— What you should do —
Which lines in the data below contain the string "false"? Show each one.

— Task inputs —

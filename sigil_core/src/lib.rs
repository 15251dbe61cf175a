//! # Sigil Core
//!
//! Content-hash fingerprinting of static assets with a durable manifest.
//!
//! Given a directory of compiled assets, sigil writes a copy of each file with
//! its content fingerprint embedded in the name (`app.js` becomes
//! `app-<32 hex>.js`) and records the mapping from original to fingerprinted
//! path in a hidden manifest file at the root of the directory. Fingerprinted
//! URLs can then be cached forever, while the originals stay in place.
//!
//! ## Features
//!
//! - Deterministic names: identical bytes always give the identical name
//! - Atomic manifest replacement (write to a scratch file, then rename)
//! - Directory-scoped locking for every mutating operation
//! - Cleanup of files no longer referenced by the manifest
//! - Full reset of all fingerprint-derived state
//!
//! ## Example
//!
//! ```no_run
//! use sigil_core::Manifest;
//!
//! # fn main() -> Result<(), Box<dyn std::error::Error>> {
//! // Find or create the manifest for an asset directory
//! let mut manifest = Manifest::open("./public/assets")?;
//!
//! // Fingerprint every asset and replace the manifest
//! manifest.digest()?;
//!
//! // Resolve an asset for rendering
//! if let Some(path) = manifest.asset("app.js") {
//!     println!("/assets/{}", path);
//! }
//!
//! // Delete fingerprinted copies from earlier runs
//! let stats = manifest.clean(false)?;
//! println!("Deleted {} files", stats.files_deleted);
//! # Ok(())
//! # }
//! ```

mod digest;
mod error;
mod hash;
mod lock;
mod manifest;
pub mod naming;
mod reconcile;
mod store;
mod walk;

pub use digest::DigestStats;
pub use error::{Error, Result};
pub use hash::{FINGERPRINT_SIZE, Fingerprint};
pub use lock::DirLock;
pub use manifest::Manifest;
pub use reconcile::{CleanStats, NukeStats};
pub use store::{AssetManifest, ManifestSelection, ManifestStore};
pub use walk::{DirFile, walk_files};
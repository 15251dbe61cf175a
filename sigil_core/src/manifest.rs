//! The manifest instance for one base directory.

use crate::error::Result;
use crate::lock::DirLock;
use crate::store::{AssetManifest, ManifestSelection, ManifestStore};
use std::fs;
use std::path::Path;

/// An open manifest: the base directory, its manifest file, and the mapping
/// loaded from it.
///
/// The mapping is an immutable snapshot between successful `digest`,
/// `clean` or `reload` calls, so [`Manifest::asset`] needs no locking.
/// Everything that touches the filesystem takes the directory lock.
#[derive(Debug)]
pub struct Manifest {
    store: ManifestStore,
    selection: ManifestSelection,
    mapping: AssetManifest,
}

impl Manifest {
    /// Open the manifest of `base_dir`, creating the directory and an empty
    /// manifest as needed.
    pub fn open<P: AsRef<Path>>(base_dir: P) -> Result<Self> {
        Self::open_with(base_dir, ManifestSelection::default())
    }

    /// Open with an explicit policy for directories holding several
    /// manifest files.
    pub fn open_with<P: AsRef<Path>>(base_dir: P, selection: ManifestSelection) -> Result<Self> {
        let base_dir = base_dir.as_ref();
        fs::create_dir_all(base_dir)?;

        let _lock = DirLock::acquire(base_dir)?;
        let store = ManifestStore::locate_or_create(base_dir, selection)?;
        let mapping = store.load()?;

        tracing::debug!(
            manifest = %store.path().display(),
            entries = mapping.len(),
            "opened manifest"
        );
        Ok(Self {
            store,
            selection,
            mapping,
        })
    }

    /// Base directory holding assets and the manifest.
    pub fn base_dir(&self) -> &Path {
        self.store.base_dir()
    }

    /// Path to the manifest file.
    pub fn manifest_path(&self) -> &Path {
        self.store.path()
    }

    /// The currently loaded mapping.
    pub fn mapping(&self) -> &AssetManifest {
        &self.mapping
    }

    /// Fingerprinted path for an original asset path.
    ///
    /// Pure lookup against the loaded mapping; `None` when the asset is
    /// unknown.
    pub fn asset(&self, original: &str) -> Option<&str> {
        self.mapping.get(original)
    }

    /// Fingerprinted path, or `original` itself when the asset is unknown.
    pub fn asset_or_original<'a>(&'a self, original: &'a str) -> &'a str {
        self.asset(original).unwrap_or(original)
    }

    /// Re-read the mapping from the manifest file.
    pub fn reload(&mut self) -> Result<()> {
        let _lock = self.lock()?;
        self.mapping = self.store.load()?;
        Ok(())
    }

    pub(crate) fn lock(&self) -> Result<DirLock> {
        DirLock::acquire(self.store.base_dir())
    }

    pub(crate) fn store(&self) -> &ManifestStore {
        &self.store
    }

    /// Switch to whatever manifest the base directory holds now, creating
    /// one if there is none. Caller holds the directory lock.
    pub(crate) fn relocate_store(&mut self) -> Result<()> {
        let store = ManifestStore::locate_or_create(self.store.base_dir(), self.selection)?;
        tracing::info!(
            stale = %self.store.path().display(),
            manifest = %store.path().display(),
            "manifest file was removed, switched to current manifest"
        );
        self.store = store;
        Ok(())
    }

    pub(crate) fn set_mapping(&mut self, mapping: AssetManifest) {
        self.mapping = mapping;
    }
}
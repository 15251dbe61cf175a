//! Recursive enumeration of regular files under a base directory.

use crate::error::{Error, Result};
use std::path::{Component, Path, PathBuf};

/// A regular file found under the base directory.
#[derive(Debug, Clone, PartialEq, Eq)]
pub struct DirFile {
    /// POSIX-style path relative to the base directory.
    pub rel: String,
    /// Full path on disk.
    pub path: PathBuf,
}

impl DirFile {
    /// Last path component.
    pub fn name(&self) -> &str {
        self.rel.rsplit('/').next().unwrap_or(&self.rel)
    }
}

/// List every regular file under `base_dir`, sorted by relative path.
///
/// Hidden files are included and no ignore files are honored. Symlinks are
/// not followed and are not reported.
pub fn walk_files(base_dir: &Path) -> Result<Vec<DirFile>> {
    let walker = ignore::WalkBuilder::new(base_dir)
        .standard_filters(false)
        .follow_links(false)
        .build();

    let mut files = Vec::new();
    for entry in walker {
        let entry = entry?;
        if !entry.file_type().is_some_and(|t| t.is_file()) {
            continue;
        }

        let path = entry.into_path();
        let rel = relative_key(base_dir, &path)?;
        files.push(DirFile { rel, path });
    }

    files.sort_by(|a, b| a.rel.cmp(&b.rel));
    Ok(files)
}

/// Convert a path under `base_dir` into a `/`-separated manifest key.
pub fn relative_key(base_dir: &Path, path: &Path) -> Result<String> {
    let rel = path
        .strip_prefix(base_dir)
        .map_err(|_| Error::invalid_path(path, "not under the base directory"))?;

    let mut parts = Vec::new();
    for component in rel.components() {
        match component {
            Component::Normal(part) => {
                let part = part
                    .to_str()
                    .ok_or_else(|| Error::invalid_path(path, "file name is not valid UTF-8"))?;
                parts.push(part);
            }
            Component::CurDir => {}
            _ => return Err(Error::invalid_path(path, "unexpected path component")),
        }
    }

    if parts.is_empty() {
        return Err(Error::invalid_path(path, "path is the base directory itself"));
    }

    Ok(parts.join("/"))
}

/// Whether a manifest key stays inside the base directory.
///
/// Rejects absolute paths, `..`, empty segments and backslashes.
pub fn is_safe_key(key: &str) -> bool {
    !key.is_empty()
        && !key.contains('\\')
        && key
            .split('/')
            .all(|part| !part.is_empty() && part != "." && part != "..")
}

/// Join a `/`-separated manifest key onto the base directory.
pub fn key_to_path(base_dir: &Path, key: &str) -> PathBuf {
    key.split('/')
        .fold(base_dir.to_path_buf(), |acc, part| acc.join(part))
}
use chrono::TimeDelta;

/// Outcome of the check gate for one telemetry timestamp.
#[derive(Debug, PartialEq, Eq, Clone, Copy)]
pub enum CheckGate {
    /// Not due yet, or the timestamp is invalid.
    Closed,
    /// Check interval elapsed since the last check.
    Open,
    /// First check ever, or telemetry time went backwards. The notify gate is re-armed.
    Restart,
}

/// Timing state of a single condition monitor.
///
/// Timestamps are telemetry seconds; `None` means no check (or notification) happened yet
/// on the current timeline.
#[derive(Debug, Clone, PartialEq)]
pub struct MonitorState {
    last_check: Option<f64>,
    last_notify: Option<f64>,
    check_interval: TimeDelta,
    notify_interval: TimeDelta,
}

#[allow(clippy::cast_precision_loss)]
fn as_secs(dt: TimeDelta) -> f64 { dt.num_milliseconds() as f64 / 1000.0 }

impl MonitorState {
    pub fn new(notify_interval: TimeDelta, check_interval: TimeDelta) -> Self {
        Self {
            last_check: None,
            last_notify: None,
            check_interval,
            notify_interval,
        }
    }

    pub fn last_check_time(&self) -> Option<f64> { self.last_check }
    pub fn last_notify_time(&self) -> Option<f64> { self.last_notify }
    pub fn check_interval(&self) -> TimeDelta { self.check_interval }
    pub fn notify_interval(&self) -> TimeDelta { self.notify_interval }

    /// Only the owning monitor adjusts this, after each check of its condition.
    pub(crate) fn set_notify_interval(&mut self, interval: TimeDelta) { self.notify_interval = interval; }

    /// Evaluates the check gate at telemetry time `t`.
    ///
    /// A restart clears the last notification time so the notify gate starts over on the new
    /// timeline. No other state is touched here.
    pub(crate) fn ready_to_check(&mut self, t: f64) -> CheckGate {
        if t.is_nan() || t <= 0.0 {
            return CheckGate::Closed;
        }
        match self.last_check {
            Some(last) if t >= last => {
                if t >= last + as_secs(self.check_interval) {
                    CheckGate::Open
                } else {
                    CheckGate::Closed
                }
            }
            _ => {
                self.last_notify = None;
                CheckGate::Restart
            }
        }
    }

    /// Evaluates the notify gate at telemetry time `t`.
    pub(crate) fn ready_to_notify(&self, t: f64) -> bool {
        if t.is_nan() || t <= 0.0 {
            return false;
        }
        match self.last_notify {
            None => true,
            Some(last) if t < last => true,
            Some(last) => t >= last + as_secs(self.notify_interval),
        }
    }

    pub(crate) fn mark_checked(&mut self, t: f64) { self.last_check = Some(t); }
    pub(crate) fn mark_notified(&mut self, t: f64) { self.last_notify = Some(t); }
}
use strum_macros::{Display, EnumIter};

/// The monitored conditions, in the order they are evaluated on every tick.
#[derive(Debug, Display, EnumIter, PartialEq, Eq, Clone, Copy, Hash)]
pub enum MonitorKind {
    WindShift,
    FinalGlide,
    Sunset,
    AatTime,
    StartRules,
    GlideTerrain,
}
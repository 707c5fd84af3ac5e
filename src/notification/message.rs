use std::fmt;
use strum_macros::{Display, EnumIter};

/// User-facing status messages, identified by their localization token.
#[derive(Debug, Display, EnumIter, PartialEq, Eq, Clone, Copy, Hash)]
pub enum StatusMessage {
    #[strum(to_string = "Significant wind change")]
    WindChange,
    #[strum(to_string = "Expect arrival past sunset")]
    ArrivalPastSunset,
    #[strum(to_string = "Expect early task arrival")]
    EarlyTaskArrival,
    #[strum(to_string = "Start rules violated")]
    StartRulesViolated,
    #[strum(to_string = "Start rules violated but within margin")]
    StartRulesViolatedWithinMargin,
}

impl StatusMessage {
    /// Localization token of the message text.
    pub fn token(self) -> u16 {
        match self {
            StatusMessage::WindChange => 616,
            StatusMessage::ArrivalPastSunset => 1531,
            StatusMessage::EarlyTaskArrival => 270,
            StatusMessage::StartRulesViolated => 651,
            StatusMessage::StartRulesViolatedWithinMargin => 652,
        }
    }
}

/// Named events raised towards the input event processor.
#[derive(Debug, Display, EnumIter, PartialEq, Eq, Clone, Copy, Hash)]
pub enum GlideComputerEvent {
    FinalGlideAbove,
    FinalGlideBelow,
    FinalGlideTerrain,
}

#[derive(Debug, PartialEq, Eq, Clone, Copy, Hash)]
pub enum Notification {
    Status(StatusMessage),
    Event(GlideComputerEvent),
}

impl fmt::Display for Notification {
    fn fmt(&self, f: &mut fmt::Formatter<'_>) -> fmt::Result {
        match self {
            Notification::Status(msg) => write!(f, "status message #{} \"{msg}\"", msg.token()),
            Notification::Event(ev) => write!(f, "glide computer event {ev}"),
        }
    }
}

impl From<StatusMessage> for Notification {
    fn from(value: StatusMessage) -> Self { Notification::Status(value) }
}

impl From<GlideComputerEvent> for Notification {
    fn from(value: GlideComputerEvent) -> Self { Notification::Event(value) }
}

— Completed exercise —
//! let stats = manifest.clean(false)?;
        .standard_filters(false)
        .follow_links(false)
            return false;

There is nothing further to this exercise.